Your task:
Without changing a single word, set down all of the records.

Dataset excerpts:

//! Court equipment pricing: quantity × catalog unit price.

use std::collections::BTreeMap;

use crate::domain::{
    BasketballSystemKind, CostCategory, EquipmentPrices, EquipmentSelection, LineItem, Unit,
};

pub fn equipment_costs(selection: &EquipmentSelection, prices: &EquipmentPrices) -> CostCategory {
    let fixed = [
        LineItem::priced(
            "tennis_post_sets",
            "Tennis post sets",
            selection.tennis_post_sets as f64,
            Unit::Each,
            prices.tennis_post_set,
        ),
        LineItem::priced(
            "pickleball_post_sets",
            "Pickleball post sets",
            selection.pickleball_post_sets as f64,
            Unit::Each,
            prices.pickleball_post_set,
        ),
        LineItem::priced(
            "mobile_nets",
            "Mobile nets",
            selection.mobile_nets as f64,
            Unit::Each,
            prices.mobile_net,
        ),
        LineItem::priced(
            "windscreen_low_grade",
            "Windscreen (low grade)",
            selection.windscreen_low_grade_feet,
            Unit::LinearFoot,
            prices.windscreen_low_grade,
        ),
        LineItem::priced(
            "windscreen_high_grade",
            "Windscreen (high grade)",
            selection.windscreen_high_grade_feet,
            Unit::LinearFoot,
            prices.windscreen_high_grade,
        ),
    ];

    // The form may list the same system kind more than once.
    let mut systems: BTreeMap<BasketballSystemKind, u32> = BTreeMap::new();
    for order in &selection.basketball_systems {
        let count = systems.entry(order.kind).or_default();
        *count = count.saturating_add(order.quantity);
    }

    let basketball = systems.into_iter().map(|(kind, quantity)| {
        let key = match kind {
            BasketballSystemKind::Adjustable60 => "basketball_adjustable_60",
            BasketballSystemKind::Adjustable72 => "basketball_adjustable_72",
            BasketballSystemKind::FixedHeight => "basketball_fixed_height",
        };
        LineItem::priced(
            key,
            kind.label(),
            quantity as f64,
            Unit::Each,
            prices.basketball_system(kind),
        )
    });

    CostCategory::from_items(fixed.into_iter().chain(basketball))
}

#[cfg(test)]
mod tests {
    use super::*;
    use crate::domain::BasketballSystemOrder;
    use rust_decimal::Decimal;
    use rust_decimal_macros::dec;

    fn prices() -> EquipmentPrices {
        EquipmentPrices {
            tennis_post_set: dec!(850),
            pickleball_post_set: dec!(400),
            mobile_net: dec!(275),
            windscreen_low_grade: dec!(4.25),
            windscreen_high_grade: dec!(6.75),
            basketball_adjustable_60: dec!(2800),
            basketball_adjustable_72: dec!(3900),
            basketball_fixed_height: dec!(1650),
        }
    }

    #[test]
    fn test_quantity_times_unit_price() {
        let selection = EquipmentSelection {
            tennis_post_sets: 2,
            pickleball_post_sets: 1,
            mobile_nets: 3,
            windscreen_low_grade_feet: 120.0,
            windscreen_high_grade_feet: 60.0,
            basketball_systems: Vec::new(),
        };

        let costs = equipment_costs(&selection, &prices());
        assert_eq!(costs.cost_of("tennis_post_sets"), dec!(1700));
        assert_eq!(costs.cost_of("pickleball_post_sets"), dec!(400));
        assert_eq!(costs.cost_of("mobile_nets"), dec!(825));
        assert_eq!(costs.cost_of("windscreen_low_grade"), dec!(510));
        assert_eq!(costs.cost_of("windscreen_high_grade"), dec!(405));
        assert_eq!(costs.total, dec!(3840));
    }

    #[test]
    fn test_basketball_systems_priced_per_unit_by_kind() {
        let selection = EquipmentSelection {
            basketball_systems: vec![
                BasketballSystemOrder {
                    kind: BasketballSystemKind::Adjustable72,
                    quantity: 1,
                },
                BasketballSystemOrder {
                    kind: BasketballSystemKind::FixedHeight,
                    quantity: 2,
                },
                BasketballSystemOrder {
                    kind: BasketballSystemKind::Adjustable72,
                    quantity: 1,
                },
            ],
            ..Default::default()
        };

        let costs = equipment_costs(&selection, &prices());
        assert_eq!(costs.items.len(), 2);
        assert_eq!(costs.item("basketball_adjustable_72").map(|i| i.quantity), Some(2.0));
        assert_eq!(costs.cost_of("basketball_adjustable_72"), dec!(7800));
        assert_eq!(costs.cost_of("basketball_fixed_height"), dec!(3300));
        assert_eq!(costs.total, dec!(11100));
    }

    #[test]
    fn test_missing_prices_default_to_zero() {
        let selection = EquipmentSelection {
            tennis_post_sets: 2,
            ..Default::default()
        };
        let costs = equipment_costs(&selection, &EquipmentPrices::default());
        assert_eq!(costs.items.len(), 1);
        assert_eq!(costs.total, Decimal::ZERO);
    }

    #[test]
    fn test_nothing_selected_is_empty() {
        let costs = equipment_costs(&EquipmentSelection::default(), &prices());
        assert!(costs.items.is_empty());
        assert_eq!(costs.total, Decimal::ZERO);
    }
}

Response area:
//! Court equipment pricing: quantity × catalog unit price.

use std::collections::BTreeMap;

use crate::domain::{
    BasketballSystemKind, CostCategory, EquipmentPrices, EquipmentSelection, LineItem, Unit,
};

pub fn equipment_costs(selection: &EquipmentSelection, prices: &EquipmentPrices) -> CostCategory {
    let fixed = [
        LineItem::priced(
            "tennis_post_sets",
            "Tennis post sets",
            selection.tennis_post_sets as f64,
            Unit::Each,
            prices.tennis_post_set,
        ),
        LineItem::priced(
            "pickleball_post_sets",
            "Pickleball post sets",
            selection.pickleball_post_sets as f64,
            Unit::Each,
            prices.pickleball_post_set,
        ),
        LineItem::priced(
            "mobile_nets",
            "Mobile nets",
            selection.mobile_nets as f64,
            Unit::Each,
            prices.mobile_net,
        ),
        LineItem::priced(
            "windscreen_low_grade",
            "Windscreen (low grade)",
            selection.windscreen_low_grade_feet,
            Unit::LinearFoot,
            prices.windscreen_low_grade,
        ),
        LineItem::priced(
            "windscreen_high_grade",
            "Windscreen (high grade)",
            selection.windscreen_high_grade_feet,
            Unit::LinearFoot,
            prices.windscreen_high_grade,
        ),
    ];

    // The form may list the same system kind more than once.
    let mut systems: BTreeMap<BasketballSystemKind, u32> = BTreeMap::new();
    for order in &selection.basketball_systems {
        let count = systems.entry(order.kind).or_default();
        *count = count.saturating_add(order.quantity);
    }

    let basketball = systems.into_iter().map(|(kind, quantity)| {
        let key = match kind {
            BasketballSystemKind::Adjustable60 => "basketball_adjustable_60",
            BasketballSystemKind::Adjustable72 => "basketball_adjustable_72",
            BasketballSystemKind::FixedHeight => "basketball_fixed_height",
        };
        LineItem::priced(
            key,
            kind.label(),
            quantity as f64,
            Unit::Each,
            prices.basketball_system(kind),
        )
    });

    CostCategory::from_items(fixed.into_iter().chain(basketball))
}

#[cfg(test)]
mod tests {
    use super::*;
    use crate::domain::BasketballSystemOrder;
    use rust_decimal::Decimal;
    use rust_decimal_macros::dec;

    fn prices() -> EquipmentPrices {
        EquipmentPrices {
            tennis_post_set: dec!(850),
            pickleball_post_set: dec!(400),
            mobile_net: dec!(275),
            windscreen_low_grade: dec!(4.25),
            windscreen_high_grade: dec!(6.75),
            basketball_adjustable_60: dec!(2800),
            basketball_adjustable_72: dec!(3900),
            basketball_fixed_height: dec!(1650),
        }
    }

    #[test]
    fn test_quantity_times_unit_price() {
        let selection = EquipmentSelection {
            tennis_post_sets: 2,
            pickleball_post_sets: 1,
            mobile_nets: 3,
            windscreen_low_grade_feet: 120.0,
            windscreen_high_grade_feet: 60.0,
            basketball_systems: Vec::new(),
        };

        let costs = equipment_costs(&selection, &prices());
        assert_eq!(costs.cost_of("tennis_post_sets"), dec!(1700));
        assert_eq!(costs.cost_of("pickleball_post_sets"), dec!(400));
        assert_eq!(costs.cost_of("mobile_nets"), dec!(825));
        assert_eq!(costs.cost_of("windscreen_low_grade"), dec!(510));
        assert_eq!(costs.cost_of("windscreen_high_grade"), dec!(405));
        assert_eq!(costs.total, dec!(3840));
    }

    #[test]
    fn test_basketball_systems_priced_per_unit_by_kind() {
        let selection = EquipmentSelection {
            basketball_systems: vec![
                BasketballSystemOrder {
                    kind: BasketballSystemKind::Adjustable72,
                    quantity: 1,
                },
                BasketballSystemOrder {
                    kind: BasketballSystemKind::FixedHeight,
                    quantity: 2,
                },
                BasketballSystemOrder {
                    kind: BasketballSystemKind::Adjustable72,
                    quantity: 1,
                },
            ],
            ..Default::default()
        };

        let costs = equipment_costs(&selection, &prices());
        assert_eq!(costs.items.len(), 2);
        assert_eq!(costs.item("basketball_adjustable_72").map(|i| i.quantity), Some(2.0));
        assert_eq!(costs.cost_of("basketball_adjustable_72"), dec!(7800));
        assert_eq!(costs.cost_of("basketball_fixed_height"), dec!(3300));
        assert_eq!(costs.total, dec!(11100));
    }

    #[test]
    fn test_missing_prices_default_to_zero() {
        let selection = EquipmentSelection {
            tennis_post_sets: 2,
            ..Default::default()
        };
        let costs = equipment_costs(&selection, &EquipmentPrices::default());
        assert_eq!(costs.items.len(), 1);
        assert_eq!(costs.total, Decimal::ZERO);
    }

    #[test]
    fn test_nothing_selected_is_empty() {
        let costs = equipment_costs(&EquipmentSelection::default(), &prices());
        assert!(costs.items.is_empty());
        assert_eq!(costs.total, Decimal::ZERO);
    }
}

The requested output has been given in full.